スポンジボールでも、アドレス、グリップ、インパクトの感覚は本物のボールとほぼ同じ。距離感の微調整は実際のボールで仕上げる必要がありますが、基本的な動きの練習には十分効果的です。
第5章:メンタルトレーニングとイメージ練習
ラウンドのイメージリハーサル
次にプレーするコースのレイアウトを思い浮かべ、1番ホールからイメージの中でラウンドします。
- 各ホールでどのクラブを使うか
- どこを狙うか
- トラブルが起きた時どう対処するか
この「メンタルリハーサル」はプロゴルファーも行うトレーニングで、実際のラウンドでの判断力が向上するとされています。
コースマネジメントの勉強
コースのスコアカード(距離やハンディキャップ)を見ながら、攻略法を考える。
- Par4の長いホールはボギー狙い
- Par5は3オン2パットが目標
- 池やバンカーが絡むホールの安全ルート
コースガイドやGPSアプリでレイアウトを確認
各ホールの距離、ハザードの位置、グリーン周りの情報を確認。
ホールごとの攻略プランを紙に書き出す
「1番 Par4 360ヤード: 5Wでフェアウェイセンター → 残り150ヤードは7番でグリーンセンター狙い」
トラブル時のプランBも用意
「右の林に入ったら → 横に出して → アプローチでグリーンオン → ダブルボギーで収める」
過去のラウンドデータの振り返り
自宅のリラックスした環境でアプリのデータを振り返るのも立派な練習です。
- 大叩きしたホールの原因分析
- パット数のトレンド確認
- 次のラウンドの目標設定
第6章:自宅練習のスケジュール例
平日の夜(20分コース)
- パッティング練習: 10分
- ストレッチ: 5分
- 素振り: 5分
休日の朝(45分コース)
- ストレッチ: 10分
- 素振り: 10分
- パッティング練習: 15分
- イメージトレーニング: 10分
ラウンド前日(30分コース)
- 軽いストレッチ: 10分
- パッティング(ルーティン確認): 10分
- コースマネジメントの確認: 10分
1日10分の自宅練習を毎日続ける人は、週1回60分の練習場通いだけの人よりも上達が早い傾向があります。特にパッティングは毎日のわずかな練習が大きな差を生みます。
第7章:おすすめの自宅練習グッズ
必須レベル
- パッティングマット(3m以上): 2,000〜10,000円。自宅練習の基本
- スポンジボール: 500〜1,000円。室内のアプローチ練習に
あると便利
- 素振り用練習器具: 2,000〜5,000円。正しいスイングプレーンの確認に
- 全身鏡: フォームチェックに必須。すでにあればOK
- ヨガマット: ストレッチ・体幹トレーニング用
こだわりたい人向け
- パッティングミラー: 1,000〜3,000円。目線とアドレスの確認に
- アプローチネット: 3,000〜8,000円。室内での実球アプローチに
- トレーニングチューブ: 1,000〜2,000円。ゴルフ向け体幹トレーニングに
第8章:自宅練習を続けるコツ
練習場所を固定する
パッティングマットを常に出しておける場所があれば、練習のハードルが劇的に下がります。

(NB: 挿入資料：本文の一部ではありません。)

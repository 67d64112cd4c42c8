// src/render.rs

//! Markdown to HTML page rendering with a three-tier fallback.
//!
//! A request walks `Primary → NotFound → Error`. Each tier either produces a
//! page or hands over to the next one, and the error tier always terminates,
//! so the status code matches the outcome even when no body can be rendered.

use crate::config::ServerConfig;
use crate::error::RenderError;
use axum::http::StatusCode;
use axum::response::{Html, IntoResponse, Response};
use minijinja::Environment;
use pulldown_cmark::{html, Options, Parser};
use serde::Serialize;
use std::io;
use std::path::Path;
use tracing::{error, info};

const PAGE_TEMPLATE_NAME: &str = "page.html";
const PAGE_TEMPLATE: &str = include_str!("../assets/page.html");

const NOT_FOUND_LABEL: &str = "File Not Found";
const NOT_FOUND_CONTENT: &str = "<h1>404: Page Not Found</h1>";
const ERROR_LABEL: &str = "Internal Server Error";

/// Converts GitHub-flavoured Markdown to an HTML fragment.
pub fn markdown_to_html(markdown: &str) -> String {
    let options = Options::ENABLE_TABLES
        | Options::ENABLE_STRIKETHROUGH
        | Options::ENABLE_TASKLISTS
        | Options::ENABLE_FOOTNOTES
        | Options::ENABLE_GFM;
    let mut out = String::with_capacity(markdown.len() * 3 / 2);
    html::push_html(&mut out, Parser::new_ext(markdown, options));
    out
}

/// Per-request data handed to the page template.
#[derive(Debug, Clone, Serialize)]
pub struct RenderRequest {
    pub file_path: String,
    pub display_name: String,
    pub html_content: String,
    pub port: u16,
    pub live_reload: bool,
}

/// Something that can turn a [`RenderRequest`] into a full HTML page.
pub trait PageTemplate: Send + Sync {
    fn render(&self, page: &RenderRequest) -> Result<String, RenderError>;
}

/// The built-in page template, auto-escaped except for the article body.
pub struct HtmlTemplate {
    env: Environment<'static>,
}

impl HtmlTemplate {
    pub fn new() -> Result<Self, RenderError> {
        let mut env = Environment::new();
        env.add_template(PAGE_TEMPLATE_NAME, PAGE_TEMPLATE)?;
        Ok(Self { env })
    }
}

impl PageTemplate for HtmlTemplate {
    fn render(&self, page: &RenderRequest) -> Result<String, RenderError> {
        let template = self.env.get_template(PAGE_TEMPLATE_NAME)?;
        Ok(template.render(page)?)
    }
}

/// Which tier produced the response.
#[derive(Debug, Clone, Copy, PartialEq, Eq)]
pub enum Outcome {
    Rendered,
    NotFound,
    InternalError,
}

impl Outcome {
    pub fn status(self) -> StatusCode {
        match self {
            Outcome::Rendered => StatusCode::OK,
            Outcome::NotFound => StatusCode::NOT_FOUND,
            Outcome::InternalError => StatusCode::INTERNAL_SERVER_ERROR,
        }
    }
}

/// A finished response. The body may be empty if even the error page failed.
#[derive(Debug, Clone)]
pub struct Page {
    pub outcome: Outcome,
    pub body: String,
}

impl Page {
    pub fn status(&self) -> StatusCode {
        self.outcome.status()
    }
}

impl IntoResponse for Page {
    fn into_response(self) -> Response {
        (self.status(), Html(self.body)).into_response()
    }
}

enum Tier {
    Primary(io::Result<Vec<u8>>),
    NotFound,
    Error(String),
}

impl Tier {
    fn from_io(err: &io::Error) -> Self {
        match err.kind() {
            io::ErrorKind::NotFound => Tier::NotFound,
            _ => Tier::Error(err.to_string()),
        }
    }
}

enum Step {
    Done(Page),
    Next(Tier),
}

/// Reads, converts and templates Markdown files, falling back to error pages.
pub struct RenderPipeline {
    template: Box<dyn PageTemplate>,
    port: u16,
    live_reload: bool,
}

impl RenderPipeline {
    pub fn new(template: impl PageTemplate + 'static, config: &ServerConfig) -> Self {
        Self {
            template: Box::new(template),
            port: config.port,
            live_reload: config.live_reload,
        }
    }

    /// Renders the Markdown file at `path`. Never fails: every error becomes
    /// a 404 or 500 page.
    pub async fn render(&self, path: &Path) -> Page {
        info!("Rendering {}", path.display());
        let read = tokio::fs::read(path).await;
        self.run(path, Tier::Primary(read))
    }

    /// Builds the page for a failed file access, entering the fallback at the
    /// not-found tier for missing files and at the error tier otherwise.
    pub fn fallback(&self, path: &Path, err: &io::Error) -> Page {
        self.run(path, Tier::from_io(err))
    }

    fn run(&self, path: &Path, mut tier: Tier) -> Page {
        loop {
            tier = match self.step(path, tier) {
                Step::Done(page) => return page,
                Step::Next(next) => next,
            };
        }
    }

    fn step(&self, path: &Path, tier: Tier) -> Step {
        match tier {
            Tier::Primary(Ok(bytes)) => {
                let markdown = String::from_utf8_lossy(&bytes);
                let page = self.request(path, base_name(path), markdown_to_html(&markdown));
                match self.template.render(&page) {
                    Ok(body) => Step::Done(Page {
                        outcome: Outcome::Rendered,
                        body,
                    }),
                    Err(e) => Step::Next(Tier::Error(e.to_string())),
                }
            }
            Tier::Primary(Err(e)) => Step::Next(Tier::from_io(&e)),
            Tier::NotFound => {
                let page = self.request(path, NOT_FOUND_LABEL.into(), NOT_FOUND_CONTENT.into());
                match self.template.render(&page) {
                    Ok(body) => Step::Done(Page {
                        outcome: Outcome::NotFound,
                        body,
                    }),
                    Err(e) => Step::Next(Tier::Error(e.to_string())),
                }
            }
            Tier::Error(cause) => {
                let content = format!(
                    "<h1>500 Internal Server Error: {}</h1>",
                    escape_html(&cause)
                );
                let page = self.request(path, ERROR_LABEL.into(), content);
                let body = self.template.render(&page).unwrap_or_else(|e| {
                    error!("Failed to render error page for {}: {}", path.display(), e);
                    String::new()
                });
                Step::Done(Page {
                    outcome: Outcome::InternalError,
                    body,
                })
            }
        }
    }

    fn request(&self, path: &Path, display_name: String, html_content: String) -> RenderRequest {
        RenderRequest {
            file_path: path.display().to_string(),
            display_name,
            html_content,
            port: self.port,
            live_reload: self.live_reload,
        }
    }
}

fn base_name(path: &Path) -> String {
    path.file_name()
        .map(|name| name.to_string_lossy().into_owned())
        .unwrap_or_else(|| path.display().to_string())
}

fn escape_html(s: &str) -> String {
    let mut result = String::with_capacity(s.len());
    for c in s.chars() {
        match c {
            '&' => result.push_str("&amp;"),
            '<' => result.push_str("&lt;"),
            '>' => result.push_str("&gt;"),
            '"' => result.push_str("&quot;"),
            '\'' => result.push_str("&#x27;"),
            _ => result.push(c),
        }
    }
    result
}
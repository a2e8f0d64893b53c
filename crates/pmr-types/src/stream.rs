//! ExecutorOutputChunk: one unit of the live-streamed executor output.

use chrono::{DateTime, Utc};
use serde::{Deserialize, Serialize};

use crate::ids::{SessionId, TaskId};

#[derive(Debug, Clone, Copy, PartialEq, Eq, Serialize, Deserialize)]
#[serde(rename_all = "lowercase")]
pub enum ChunkStream {
    Stdout,
    Stderr,
    System,
    Spawn,
    Preflight,
    Guard,
    State,
    Error,
}

/// A chunk carries task + session identity so subscribers can reject stale
/// output (see `pmr-stream`'s fail-closed filter).
#[derive(Debug, Clone, Serialize, Deserialize)]
pub struct ExecutorOutputChunk {
    pub timestamp: DateTime<Utc>,
    pub task_id: TaskId,
    pub session_id: SessionId,
    pub stream: ChunkStream,
    pub text: String,
    /// Monotonically increasing within one executor invocation.
    pub sequence: u64,
    pub project_id: Option<String>,
}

片付けが必要だと面倒になりがち。
時間を固定する
「朝食前の10分」「寝る前の15分」など、生活リズムに組み込むと習慣になりやすい。
完璧を求めない
今日は5分だけでもOK。ゼロの日を作らないことが大事。
記録をつける
練習したかどうかをカレンダーにマーク。連続記録が伸びるとモチベーションに。
まとめ
自宅練習は「練習場に行けない時の代わり」ではありません。パッティング、素振り、ストレッチ、メンタルトレーニングは、練習場ではやりにくい(または時間が足りない)ものばかり。自宅練習と練習場練習を組み合わせることで、トータルの練習効果は大きく上がります。

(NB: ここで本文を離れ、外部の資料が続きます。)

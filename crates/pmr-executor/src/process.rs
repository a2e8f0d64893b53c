//! Process supervisor: spawns the Claude Code CLI, captures stdout/stderr
//! as [`ExecutorOutputChunk`]s, and enforces the three-timer supervision
//! regime from spec.md §4.2 (idle, overall, silence-log).
//!
//! Spawns with stdin closed, `libc::setpgid` in a `pre_exec` hook so the
//! whole process group can be killed on timeout rather than leaking
//! orphaned children, and a `tokio::select!` loop carrying idle/overall/
//! silence timers side by side rather than a single overall-timeout race,
//! with line-at-a-time chunk emission through [`pmr_stream::OutputStream`]
//! instead of a post-hoc buffer dump.

use crate::error::ExecutorError;
use crate::timeout_profile::TimeoutProfile;
use once_cell::sync::Lazy;
use pmr_types::{ChunkStream, ExecutorOutputChunk, SessionId, TaskId};
use regex::Regex;
use std::process::Stdio;
use std::sync::Arc;
use std::time::{Duration, Instant};
use tokio::io::{AsyncBufReadExt, BufReader};
use tokio::process::{Child, Command};

/// Lines matching any of these are an interactive prompt the runner will
/// never answer; a matching line terminates the child immediately rather
/// than let it block forever on stdin (spec.md §4.2, REPL_FAIL_CLOSED).
static INTERACTIVE_PROMPT_PATTERNS: Lazy<Vec<Regex>> = Lazy::new(|| {
    [
        r"(?i)do you want to proceed\??\s*$",
        r"(?i)\(y(es)?/n(o)?\)\s*$",
        r"(?i)press enter to continue",
        r"(?i)waiting for input",
        r"(?i)\[y/n\]\s*$",
    ]
    .iter()
    .map(|p| Regex::new(p).expect("valid interactive-prompt regex"))
    .collect()
});

fn detect_interactive_prompt(line: &str) -> Option<String> {
    INTERACTIVE_PROMPT_PATTERNS
        .iter()
        .find(|re| re.is_match(line))
        .map(|_| line.trim().to_string())
}

pub struct SpawnOutcome {
    pub stdout: String,
    pub stderr: String,
    pub exit_code: Option<i32>,
    pub timed_out: bool,
    pub interactive_block: Option<String>,
    pub duration: Duration,
}

/// Runs `command` (the prompt having already been baked into its argument
/// list by the `ExecutorCommand` implementation), streaming output chunks
/// to `stream` as they arrive and enforcing `profile`'s timers.
///
/// Stdin is closed at spawn (spec.md §6): the prompt travels as a
/// `--prompt` argument, never over stdin, so there is nothing for an
/// interactive confirmation to read and the child fails closed immediately
/// rather than hanging on input that will never arrive.
pub async fn run_supervised(
    mut command: Command,
    profile: TimeoutProfile,
    stream: Arc<pmr_stream::OutputStream>,
    task_id: TaskId,
    session_id: SessionId,
) -> Result<SpawnOutcome, ExecutorError> {
    command
        .stdin(Stdio::null())
        .stdout(Stdio::piped())
        .stderr(Stdio::piped());

    #[cfg(unix)]
    {
        use std::os::unix::process::CommandExt;
        unsafe {
            command.pre_exec(|| {
                libc::setpgid(0, 0);
                Ok(())
            });
        }
    }

    let started = Instant::now();
    let mut child = command
        .spawn()
        .map_err(|e| ExecutorError::SpawnFailed { reason: e.to_string() })?;

    let stdout = child.stdout.take().expect("piped stdout");
    let stderr = child.stderr.take().expect("piped stderr");
    let mut stdout_lines = BufReader::new(stdout).lines();
    let mut stderr_lines = BufReader::new(stderr).lines();

    let mut stdout_buf = String::new();
    let mut stderr_buf = String::new();
    let mut interactive_block: Option<String> = None;

    let overall_deadline = if profile.disable_overall_timeout {
        None
    } else {
        Some(tokio::time::sleep(Duration::from_millis(profile.overall_timeout_ms)))
    };
    tokio::pin!(overall_deadline);
    // Warning-only: fires at most once, never terminates the child. Silence
    // alone must never terminate (spec.md §4.2) — the overall timeout,
    // interactive-prompt detection, and explicit cancellation are the only
    // terminators.
    let soft_timer = tokio::time::sleep(Duration::from_millis(profile.soft_timeout_ms));
    tokio::pin!(soft_timer);
    let mut soft_fired = false;
    let mut silence_timer = tokio::time::interval(Duration::from_millis(profile.silence_log_interval_ms));

    let mut stdout_done = false;
    let mut stderr_done = false;
    let mut timed_out = false;

    loop {
        if (stdout_done && stderr_done) || interactive_block.is_some() {
            break;
        }

        tokio::select! {
            line = stdout_lines.next_line(), if !stdout_done => {
                match line {
                    Ok(Some(text)) => {
                        if let Some(matched) = detect_interactive_prompt(&text) {
                            interactive_block = Some(matched);
                        }
                        stdout_buf.push_str(&text);
                        stdout_buf.push('\n');
                        publish_chunk(&stream, task_id, session_id, ChunkStream::Stdout, &text);
                    }
                    Ok(None) => stdout_done = true,
                    Err(_) => stdout_done = true,
                }
            }
            line = stderr_lines.next_line(), if !stderr_done => {
                match line {
                    Ok(Some(text)) => {
                        stderr_buf.push_str(&text);
                        stderr_buf.push('\n');
                        publish_chunk(&stream, task_id, session_id, ChunkStream::Stderr, &text);
                    }
                    Ok(None) => stderr_done = true,
                    Err(_) => stderr_done = true,
                }
            }
            _ = &mut soft_timer, if !soft_fired => {
                soft_fired = true;
                tracing::warn!(
                    task_id = %task_id,
                    session_id = %session_id,
                    "executor soft timeout elapsed; still running, not terminating",
                );
                publish_chunk(&stream, task_id, session_id, ChunkStream::System, "soft timeout elapsed");
            }
            _ = async { overall_deadline.as_mut().as_pin_mut().unwrap().await }, if overall_deadline.is_some() => {
                timed_out = true;
                break;
            }
            _ = silence_timer.tick() => {
                tracing::info!(
                    task_id = %task_id,
                    session_id = %session_id,
                    "executor still running, no new output",
                );
                publish_chunk(&stream, task_id, session_id, ChunkStream::System, "still running");
            }
        }
    }

    if timed_out || interactive_block.is_some() {
        terminate(&mut child).await;
    }

    let exit_code = if timed_out || interactive_block.is_some() {
        None
    } else {
        child.wait().await.ok().and_then(|status| status.code())
    };

    Ok(SpawnOutcome {
        stdout: stdout_buf,
        stderr: stderr_buf,
        exit_code,
        timed_out,
        interactive_block,
        duration: started.elapsed(),
    })
}

fn publish_chunk(
    stream: &pmr_stream::OutputStream,
    task_id: TaskId,
    session_id: SessionId,
    kind: ChunkStream,
    text: &str,
) {
    stream.publish(ExecutorOutputChunk {
        timestamp: chrono::Utc::now(),
        task_id,
        session_id,
        stream: kind,
        text: text.to_string(),
        sequence: stream.next_sequence(),
        project_id: None,
    });
}

#[cfg(unix)]
async fn terminate(child: &mut Child) {
    if let Some(pid) = child.id() {
        unsafe {
            libc::killpg(pid as i32, libc::SIGTERM);
        }
        let grace = tokio::time::sleep(Duration::from_millis(2_000));
        tokio::pin!(grace);
        tokio::select! {
            _ = child.wait() => {}
            _ = &mut grace => {
                unsafe {
                    libc::killpg(pid as i32, libc::SIGKILL);
                }
                let _ = child.wait().await;
            }
        }
    } else {
        let _ = child.kill().await;
    }
}

#[cfg(not(unix))]
async fn terminate(child: &mut Child) {
    let _ = child.kill().await;
}

#[cfg(test)]
mod tests {
    use super::*;

    #[test]
    fn detects_common_interactive_prompts() {
        assert!(detect_interactive_prompt("Do you want to proceed?").is_some());
        assert!(detect_interactive_prompt("Continue? (y/n)").is_some());
        assert!(detect_interactive_prompt("normal log line").is_none());
    }

    #[tokio::test]
    async fn completes_quickly_on_a_trivial_command() {
        let mut command = Command::new("printf");
        command.arg("done");
        let stream = Arc::new(pmr_stream::OutputStream::new(64));
        let outcome = run_supervised(
            command,
            TimeoutProfile::default(),
            stream,
            TaskId::new(),
            SessionId::new(),
        )
        .await
        .unwrap();
        assert!(!outcome.timed_out);
        assert!(outcome.interactive_block.is_none());
    }

    #[tokio::test]
    async fn overall_timeout_terminates_a_hanging_process() {
        let mut command = Command::new("sleep");
        command.arg("5");
        let stream = Arc::new(pmr_stream::OutputStream::new(64));
        let profile = TimeoutProfile {
            soft_timeout_ms: 1_000_000,
            overall_timeout_ms: 50,
            silence_log_interval_ms: 1_000_000,
            disable_overall_timeout: false,
        };
        let outcome = run_supervised(
            command,
            profile,
            stream,
            TaskId::new(),
            SessionId::new(),
        )
        .await
        .unwrap();
        assert!(outcome.timed_out);
        assert!(outcome.exit_code.is_none());
    }

    #[tokio::test]
    async fn silence_alone_never_terminates_the_child() {
        // A process that stays quiet for longer than the silence-log
        // interval and the soft timeout, but finishes before the overall
        // timeout, must complete normally rather than being terminated.
        let mut command = Command::new("sh");
        command.arg("-c").arg("sleep 0.2; echo done");
        let stream = Arc::new(pmr_stream::OutputStream::new(64));
        let profile = TimeoutProfile {
            soft_timeout_ms: 10,
            overall_timeout_ms: 60_000,
            silence_log_interval_ms: 10,
            disable_overall_timeout: false,
        };
        let outcome = run_supervised(
            command,
            profile,
            stream,
            TaskId::new(),
            SessionId::new(),
        )
        .await
        .unwrap();
        assert!(!outcome.timed_out);
        assert!(outcome.interactive_block.is_none());
        assert!(outcome.stdout.contains("done"));
    }
}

まずはパッティングマットを1つ用意して、今日から10分だけ始めてみてください。
参考文献・データについて
本記事のパットがスコアに占める割合(約40%)は一般的なゴルフコーチング知見に基づく概算値です。練習器具の価格は2026年時点の一般的な市場価格であり、製品によって異なります。ストレッチやトレーニングメニューは一般的なゴルフフィットネスの知見に基づいていますが、体調や既往症に応じて無理のない範囲で行ってください。